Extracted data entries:
__________
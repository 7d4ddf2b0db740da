use std::sync::Arc;

use axum::{extract::Extension, routing::post, Json, Router};
use chrono::Utc;

use schelper_auth::refresh::{digest, ensure_usable};
use schelper_auth::Role;
use schelper_core::{Email, Password};
use schelper_infra::{NewUser, StoreError};

use crate::app::dto::{
    LoginRequest, RefreshRequest, RegisterRequest, RegisterResponse, TokenResponse, UserOut,
};
use crate::app::errors::ApiError;
use crate::app::extract::ApiJson;
use crate::app::services::AppServices;

pub const PREFIX: &str = "/auth";

const EMAIL_TAKEN: &str = "Email already registered";
const BAD_LOGIN: &str = "Invalid email or password";

pub fn router() -> Router {
    Router::new()
        .route("/auth/register", post(register))
        .route("/auth/login", post(login))
        .route("/auth/refresh", post(refresh))
}

pub async fn register(
    Extension(services): Extension<Arc<AppServices>>,
    ApiJson(body): ApiJson<RegisterRequest>,
) -> Result<Json<RegisterResponse>, ApiError> {
    let email = Email::parse(&body.email)?;
    let password = Password::parse(body.password)?;
    let role: Role = body
        .role
        .parse()
        .map_err(|_| ApiError::bad_request("Invalid role"))?;

    if services.db.user_by_email(&email).await?.is_some() {
        return Err(ApiError::bad_request(EMAIL_TAKEN));
    }

    let password_hash = services.hash_password(password).await?;
    let user = services
        .db
        .insert_user(NewUser {
            name: body.name,
            email,
            password_hash,
            role,
        })
        .await
        .map_err(|e| match e {
            StoreError::Conflict(_) => ApiError::bad_request(EMAIL_TAKEN),
            other => other.into(),
        })?;

    let token = services.access_token_for(&user)?;
    tracing::info!(user_id = %user.id, role = %user.role, "user registered");

    Ok(Json(RegisterResponse {
        user: UserOut::from(user),
        token,
    }))
}

pub async fn login(
    Extension(services): Extension<Arc<AppServices>>,
    ApiJson(body): ApiJson<LoginRequest>,
) -> Result<Json<TokenResponse>, ApiError> {
    let email = Email::parse(&body.email)?;

    let Some(user) = services.db.user_by_email(&email).await? else {
        return Err(ApiError::unauthorized(BAD_LOGIN));
    };
    if !services
        .verify_password(body.password, user.password_hash.clone())
        .await
    {
        return Err(ApiError::unauthorized(BAD_LOGIN));
    }

    let token = services.access_token_for(&user)?;
    let refresh_token = services.issue_refresh_token(&user).await?;

    Ok(Json(TokenResponse {
        token,
        refresh_token: Some(refresh_token),
    }))
}

/// Exchange a refresh token for a new access token. The refresh token is not rotated.
pub async fn refresh(
    Extension(services): Extension<Arc<AppServices>>,
    ApiJson(body): ApiJson<RefreshRequest>,
) -> Result<Json<TokenResponse>, ApiError> {
    let stored = services
        .db
        .refresh_token_by_hash(&digest(body.refresh_token.trim()))
        .await?
        .ok_or_else(|| ApiError::unauthorized("Invalid refresh token"))?;

    ensure_usable(stored.expires_at, stored.revoked, Utc::now())
        .map_err(|e| ApiError::unauthorized(e.to_string()))?;

    let user = services
        .db
        .user_by_id(stored.user_id)
        .await?
        .ok_or_else(|| ApiError::unauthorized("Unknown user"))?;

    Ok(Json(TokenResponse {
        token: services.access_token_for(&user)?,
        refresh_token: None,
    }))
}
__________
Using the data above, restate word for word the lines from its opening line through the line that contains "let Some(user) = services.db.user_by_email(&email).await?", and no more.

● Reply to the exercise
repository 7d4ddf2b0db740da
use std::sync::Arc;

use axum::{extract::Extension, routing::post, Json, Router};
use chrono::Utc;

use schelper_auth::refresh::{digest, ensure_usable};
use schelper_auth::Role;
use schelper_core::{Email, Password};
use schelper_infra::{NewUser, StoreError};

use crate::app::dto::{
    LoginRequest, RefreshRequest, RegisterRequest, RegisterResponse, TokenResponse, UserOut,
};
use crate::app::errors::ApiError;
use crate::app::extract::ApiJson;
use crate::app::services::AppServices;

pub const PREFIX: &str = "/auth";

const EMAIL_TAKEN: &str = "Email already registered";
const BAD_LOGIN: &str = "Invalid email or password";

pub fn router() -> Router {
    Router::new()
        .route("/auth/register", post(register))
        .route("/auth/login", post(login))
        .route("/auth/refresh", post(refresh))
}

pub async fn register(
    Extension(services): Extension<Arc<AppServices>>,
    ApiJson(body): ApiJson<RegisterRequest>,
) -> Result<Json<RegisterResponse>, ApiError> {
    let email = Email::parse(&body.email)?;
    let password = Password::parse(body.password)?;
    let role: Role = body
        .role
        .parse()
        .map_err(|_| ApiError::bad_request("Invalid role"))?;

    if services.db.user_by_email(&email).await?.is_some() {
        return Err(ApiError::bad_request(EMAIL_TAKEN));
    }

    let password_hash = services.hash_password(password).await?;
    let user = services
        .db
        .insert_user(NewUser {
            name: body.name,
            email,
            password_hash,
            role,
        })
        .await
        .map_err(|e| match e {
            StoreError::Conflict(_) => ApiError::bad_request(EMAIL_TAKEN),
            other => other.into(),
        })?;

    let token = services.access_token_for(&user)?;
    tracing::info!(user_id = %user.id, role = %user.role, "user registered");

    Ok(Json(RegisterResponse {
        user: UserOut::from(user),
        token,
    }))
}

pub async fn login(
    Extension(services): Extension<Arc<AppServices>>,
    ApiJson(body): ApiJson<LoginRequest>,
) -> Result<Json<TokenResponse>, ApiError> {
    let email = Email::parse(&body.email)?;

    let Some(user) = services.db.user_by_email(&email).await? else {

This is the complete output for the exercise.